Ia menambahkan bahwa Kemen PPPA bersama kementerian/ lembaga lain telah meluncurkan Peta Jalan Ekonomi Perawatan dan membentuk Kelompok Kerja (Pokja) Ekonomi Perawatan untuk memfasilitasi ekosistem ini tumbuh secara sistemik.
“Outcome-nya harus jelas. Tak hanya pelatihan, tapi juga peningkatan keterampilan secara berjenjang, pengakuan profesi, kesempatan kerja yang terbuka, dan akses terhadap BPJS Ketenagakerjaan. Semua itu hanya bisa dicapai lewat kolaborasi multipihak,” pungkasnya..
Sementara itu, Anna Lee Fos Tuvera, Direktur Kesetaraan Gender ITUC-Asia Pacific, mengatakan bahwa workshop ini diselenggarakan untuk memastikan serikat buruh berperan aktif dalam penyusunan dan pengawasan implementasi Peta Jalan Ekonomi Perawatan Nasional.
Kegiatan ini diikuti oleh afiliasi ITUC-AP seperti KSBSI, KSPI/CITU, KSPSI, Federasi Pekerja Rumah Tangga Internasional (IDWF), serta Jaringan Nasional Advokasi Pekerja Rumah Tangga (JALA PRT).
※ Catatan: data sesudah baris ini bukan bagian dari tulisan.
#[cfg(test)]
mod tests {
    use super::*;
    use crate::domain::aggregate::StageAggregate;
    use crate::domain::pipeline::Id;
    use crate::storage::cache::OpportunityCache;
    use std::collections::VecDeque;
    use std::sync::Mutex;

    struct Scripted {
        responses: Mutex<VecDeque<PipelineAggregate>>,
        fallback: PipelineAggregate,
        delay: Duration,
        calls: Mutex<Vec<(DateFilter, Instant)>>,
    }

    impl Scripted {
        fn new(responses: Vec<PipelineAggregate>, fallback: PipelineAggregate) -> Arc<Self> {
            Self::with_delay(responses, fallback, Duration::ZERO)
        }

        fn with_delay(
            responses: Vec<PipelineAggregate>,
            fallback: PipelineAggregate,
            delay: Duration,
        ) -> Arc<Self> {
            Arc::new(Self {
                responses: Mutex::new(responses.into()),
                fallback,
                delay,
                calls: Mutex::new(Vec::new()),
            })
        }

        fn calls(&self) -> Vec<(DateFilter, Instant)> {
            self.calls.lock().unwrap().clone()
        }
    }

    #[async_trait::async_trait]
    impl AggregateSource for Scripted {
        async fn aggregate(&self, filter: &DateFilter) -> PipelineAggregate {
            self.calls.lock().unwrap().push((*filter, Instant::now()));
            if !self.delay.is_zero() {
                tokio::time::sleep(self.delay).await;
            }
            let next = self.responses.lock().unwrap().pop_front();
            next.unwrap_or_else(|| self.fallback.clone())
        }
    }

    fn good(count: u64) -> PipelineAggregate {
        PipelineAggregate {
            stages: vec![StageAggregate {
                id: Id::from(1),
                name: "Novo contato".into(),
                count,
                value: 0.0,
                pipeline_id: Id::from(10),
                pipeline_name: "Suporte".into(),
                previous_count: None,
                change: None,
                change_percent: None,
            }],
            total: count,
            total_geral: count,
            pipelines_count: 1,
            ..PipelineAggregate::empty(false)
        }
    }

    fn failed(kind: FailureKind) -> PipelineAggregate {
        PipelineAggregate::failed(false, kind, kind.user_message())
    }

    fn opts(refresh_secs: u64) -> WatchOptions {
        WatchOptions {
            refresh: Duration::from_secs(refresh_secs),
            ..WatchOptions::default()
        }
    }

    fn day(s: &str) -> Option<chrono::NaiveDate> {
        Some(chrono::NaiveDate::parse_from_str(s, "%Y-%m-%d").unwrap())
    }

    fn shown_count(state: &WatchState) -> Option<u64> {
        state.data.as_ref().map(|d| d.aggregate.total)
    }

    #[tokio::test(start_paused = true)]
    async fn keeps_previous_data_when_a_later_load_fails() {
        let source = Scripted::new(vec![good(5)], failed(FailureKind::Server));
        let watcher = PipelineWatcher::spawn(source.clone(), None, opts(10), DateFilter::default());
        let mut rx = watcher.subscribe();

        rx.wait_for(|s| s.phase == Phase::Ready).await.unwrap();
        assert_eq!(shown_count(&watcher.state()), Some(5));

        rx.wait_for(|s| s.error.is_some()).await.unwrap();
        let state = watcher.state();
        assert_eq!(shown_count(&state), Some(5));
        assert_eq!(state.phase, Phase::Error);
        assert!(!state.loading);
        assert!(state.error.unwrap().contains("500"));
    }

    #[tokio::test(start_paused = true)]
    async fn empty_result_after_good_data_keeps_data_and_warns() {
        let source = Scripted::new(vec![good(3)], PipelineAggregate::empty(false));
        let watcher = PipelineWatcher::spawn(source.clone(), None, opts(10), DateFilter::default());
        let mut rx = watcher.subscribe();

        rx.wait_for(|s| s.error.is_some()).await.unwrap();
        assert_eq!(shown_count(&watcher.state()), Some(3));
    }

    #[tokio::test(start_paused = true)]
    async fn rate_limit_retries_with_growing_waits_then_surfaces() {
        let start = Instant::now();
        let source = Scripted::new(vec![], failed(FailureKind::RateLimited));
        let watcher = PipelineWatcher::spawn(source.clone(), None, opts(1000), DateFilter::default());
        let mut rx = watcher.subscribe();

        rx.wait_for(|s| s.error.is_some()).await.unwrap();
        let offsets: Vec<u64> = source
            .calls()
            .iter()
            .map(|(_, at)| (*at - start).as_secs())
            .collect();
        assert_eq!(offsets, vec![0, 60, 180, 360]);
        assert!(watcher.state().data.is_none());
    }

    #[tokio::test(start_paused = true)]
    async fn interval_is_suspended_while_a_retry_is_pending() {
        let start = Instant::now();
        let source = Scripted::new(vec![failed(FailureKind::RateLimited)], good(1));
        let watcher = PipelineWatcher::spawn(source.clone(), None, opts(30), DateFilter::default());
        let mut rx = watcher.subscribe();

        rx.wait_for(|s| s.data.is_some()).await.unwrap();
        let offsets: Vec<u64> = source
            .calls()
            .iter()
            .map(|(_, at)| (*at - start).as_secs())
            .collect();
        assert_eq!(offsets, vec![0, 60]);
    }

    #[tokio::test(start_paused = true)]
    async fn reloads_on_filter_change_only_when_it_differs() {
        let source = Scripted::new(vec![], good(1));
        let watcher = PipelineWatcher::spawn(source.clone(), None, opts(1000), DateFilter::default());
        let mut rx = watcher.subscribe();
        rx.wait_for(|s| s.phase == Phase::Ready).await.unwrap();

        assert!(!watcher.set_filter(DateFilter::default()));
        let january = DateFilter::new(day("2024-01-01"), day("2024-01-31"));
        assert!(watcher.set_filter(january));

        let state = rx
            .wait_for(|s| s.data.as_ref().is_some_and(|d| d.filter == january))
            .await
            .unwrap()
            .clone();
        assert!(!state.loading);
        assert_eq!(source.calls().len(), 2);
        assert_eq!(watcher.filter(), january);
    }

    #[tokio::test(start_paused = true)]
    async fn result_for_a_superseded_filter_is_discarded() {
        let source = Scripted::with_delay(vec![good(1), good(2)], good(9), Duration::from_secs(5));
        let first = DateFilter::new(day("2024-01-01"), None);
        let second = DateFilter::new(day("2024-02-01"), None);
        let watcher = PipelineWatcher::spawn(source.clone(), None, opts(1000), first);
        let mut rx = watcher.subscribe();

        tokio::time::sleep(Duration::from_secs(1)).await;
        watcher.set_filter(second);

        let state = rx.wait_for(|s| s.data.is_some()).await.unwrap().clone();
        let data = state.data.unwrap();
        assert_eq!(data.filter, second);
        assert_eq!(data.aggregate.total, 2);
        let filters: Vec<DateFilter> = source.calls().into_iter().map(|(f, _)| f).collect();
        assert_eq!(filters, vec![first, second]);
    }

    #[tokio::test(start_paused = true)]
    async fn cache_updates_trigger_a_reload() {
        let cache = OpportunityCache::default();
        let source = Scripted::new(vec![good(1)], good(2));
        let watcher = PipelineWatcher::spawn(
            source.clone(),
            Some(cache.subscribe()),
            opts(1000),
            DateFilter::default(),
        );
        let mut rx = watcher.subscribe();
        rx.wait_for(|s| shown_count(s) == Some(1)).await.unwrap();

        cache.clear();
        tokio::time::sleep(Duration::from_secs(1)).await;
        assert_eq!(source.calls().len(), 1, "clearing does not reload");

        cache.publish(CacheEvent::OpportunitiesReplaced {
            pipeline_id: Id::from(10),
            records: 2,
            complete: true,
        });
        rx.wait_for(|s| shown_count(s) == Some(2)).await.unwrap();
        assert_eq!(source.calls().len(), 2);
    }

    #[tokio::test(start_paused = true)]
    async fn cache_updates_during_a_load_are_deferred_into_one_reload() {
        let start = Instant::now();
        let cache = OpportunityCache::default();
        let source = Scripted::with_delay(vec![good(1)], good(2), Duration::from_secs(5));
        let watcher = PipelineWatcher::spawn(
            source.clone(),
            Some(cache.subscribe()),
            opts(1000),
            DateFilter::default(),
        );
        let mut rx = watcher.subscribe();

        tokio::time::sleep(Duration::from_secs(1)).await;
        assert!(watcher.state().loading);
        for records in [10, 20] {
            cache.publish(CacheEvent::OpportunitiesReplaced {
                pipeline_id: Id::from(10),
                records,
                complete: true,
            });
        }
        assert_eq!(source.calls().len(), 1, "no second load while one is in flight");

        rx.wait_for(|s| shown_count(s) == Some(2)).await.unwrap();
        tokio::time::sleep(Duration::from_secs(30)).await;

        let offsets: Vec<u64> = source
            .calls()
            .iter()
            .map(|(_, at)| (*at - start).as_secs())
            .collect();
        assert_eq!(offsets, vec![0, 5]);
        assert!(!watcher.state().loading);
    }

    #[tokio::test(start_paused = true)]
    async fn dropping_the_watcher_stops_reloads() {
        let source = Scripted::new(vec![], good(1));
        let watcher = PipelineWatcher::spawn(source.clone(), None, opts(10), DateFilter::default());
        let mut rx = watcher.subscribe();
        rx.wait_for(|s| s.phase == Phase::Ready).await.unwrap();

        watcher.shutdown();
        tokio::time::sleep(Duration::from_secs(100)).await;
        assert_eq!(source.calls().len(), 1);
    }

    #[test]
    fn snapshot_carries_filter_dates() {
        let snapshot = PipelineSnapshot {
            aggregate: good(4),
            filter: DateFilter::new(day("2024-01-01"), None),
        };
        let v = serde_json::to_value(&snapshot).unwrap();
        assert_eq!(v["dateFrom"], "2024-01-01");
        assert_eq!(v["dateTo"], serde_json::Value::Null);
        assert_eq!(v["total"], 4);
        assert_eq!(v["stages"][0]["name"], "Novo contato");
    }
}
Sebagai pemangku kepentingan utama, serikat buruh perlu berkontribusi secara konstruktif. Namun sejauh ini, keterlibatan mereka masih terbatas.
“Workshop ini menjadi momentum penting untuk membangun kapasitas afiliasi kami, mendorong dialog, dan merumuskan langkah konkret agar pekerjaan perawatan diakui dan dilandasi prinsip kerja layak,” terang Anna Lee.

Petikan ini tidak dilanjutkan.